SummaryPhotosynthetic bacteria are abundant in alkaline, terrestrial hot springs and there is a long history of research on phototrophs in Yellowstone National Park (YNP). Hot springs provide a framework to examine the ecophysiology of phototrophs in situ because they provide natural gradients of geochemistry, pH and temperature. Phototrophs within the Cyanobacteria and Chloroflexi groups are frequently observed in alkaline hot springs. Decades of research has determined that temperature constrains Cyanobacteria in alkaline hot springs, but factors that constrain the distribution of phototrophic Chloroflexi remain unresolved. Using a combination of 16S rRNA gene sequencing and photoassimilation microcosms, we tested the hypothesis that temperature would constrain the activity and composition of phototrophic Cyanobacteria and Chloroflexi.

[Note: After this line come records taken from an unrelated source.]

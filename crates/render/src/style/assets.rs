//! Stylesheets and page templates embedded into the binary at compile time
//! using [`rust-embed`](rust_embed).

use crate::error::{ErrorKind, Result};
use exn::OptionExt;
use rust_embed::Embed;
use std::borrow::Cow;

#[derive(Embed)]
#[folder = "../../assets/styles/"]
pub struct Builtins;
impl Builtins {
    /// Get the CSS content for a builtin style by name.
    pub fn load(name: impl AsRef<str>) -> Result<Cow<'static, [u8]>> {
        Self::get(name.as_ref()).map(|f| f.data).ok_or_raise(|| ErrorKind::AssetNotFound(Self::identifier(name)))
    }

    pub(crate) fn identifier(name: impl AsRef<str>) -> String {
        format!("builtin:{}", name.as_ref().trim().trim_start_matches("builtin:"))
    }
}

#[derive(Embed)]
#[folder = "../../assets/templates/"]
pub(crate) struct Templates;
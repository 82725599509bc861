//! Catalog documents: parsing, entity kinds, references and indexes.
//!
//! A catalog is four flat XML documents (books, authors, publishers,
//! genres). Each entity carries an `id` attribute that is unique only within
//! its own document, and may point at entities in the other documents with
//! an `href` attribute of the form `<document>#<id>`:
//!
//! ```xml
//! <Book id="b1">
//!     <Title>The Dispossessed</Title>
//!     <Author xlink:href="authors.xml#a1">Ursula K. Le Guin</Author>
//! </Book>
//! ```
//!
//! This crate never touches storage; callers fetch the bytes and hand them
//! to [`parse`].

pub mod error;
mod index;
mod kind;
mod parse;
mod reference;
mod tree;

pub use crate::index::{Index, UNKNOWN};
pub use crate::kind::EntityKind;
pub use crate::parse::parse;
pub use crate::reference::Reference;
pub use crate::tree::{Descendants, Document, Element, Node};

/// One child field of an entity, as shown on a detail page.
#[derive(Debug, Clone, PartialEq, Eq)]
pub struct Field {
    /// Element name of the field, e.g. `Title` or `Author`.
    pub name: String,
    /// Text content, trimmed.
    pub text: String,
    pub reference: Option<Reference>,
}

/// Splits an entity into its direct child fields, in document order.
///
/// ```
/// let document = shelfmark_documents::parse(r#"<Book id="b1">
///     <Title>Kindred</Title>
///     <Author xlink:href="authors.xml#a4">Octavia E. Butler</Author>
/// </Book>"#).unwrap();
/// let fields = shelfmark_documents::fields(document.root());
/// assert_eq!(fields.len(), 2);
/// assert_eq!(fields[0].text, "Kindred");
/// assert_eq!(fields[1].reference.as_ref().unwrap().id, "a4");
/// ```
pub fn fields(entity: &Element) -> Vec<Field> {
    entity
        .children()
        .map(|child| Field {
            name: child.name().to_string(),
            text: child.text().trim().to_string(),
            reference: child.reference(),
        })
        .collect()
}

We expected diversity and rates of photoassimilation to decrease with increasing temperature. We report 16S rRNA amplicon sequencing along with carbon isotope signatures and photoassimilation from 45 to 72°C in two alkaline hot springs. We find that Roseiflexus, Chloroflexus (Chloroflexi) and Leptococcus (Cyanobacteria) operational taxonomic units (OTUs) have distinct distributions with temperature. This distribution suggests that, like phototrophic Cyanobacteria, temperature selects for specific phototrophic Chloroflexi taxa. The richness of phototrophic Cyanobacteria decreased with increasing temperature along with a decrease in oxygenic photosynthesis, whereas Chloroflexi richness and rates of anoxygenic photosynthesis did not decrease with increasing temperature, even at temperatures approaching the upper limit of photosynthesis (~72–73°C). Our carbon isotopic data suggest an increasing prevalence of the 3‐hydroxypropionate pathway with decreasing temperature coincident with photoautotrophic Chloroflexi. Together these results indicate temperature plays a role in defining the niche space of phototrophic Chloroflexi (as has been observed for Cyanobacteria), but other factors such as morphology, geochemistry, or metabolic diversity of Chloroflexi, in addition to temperature, could determine the niche space of this highly versatile group.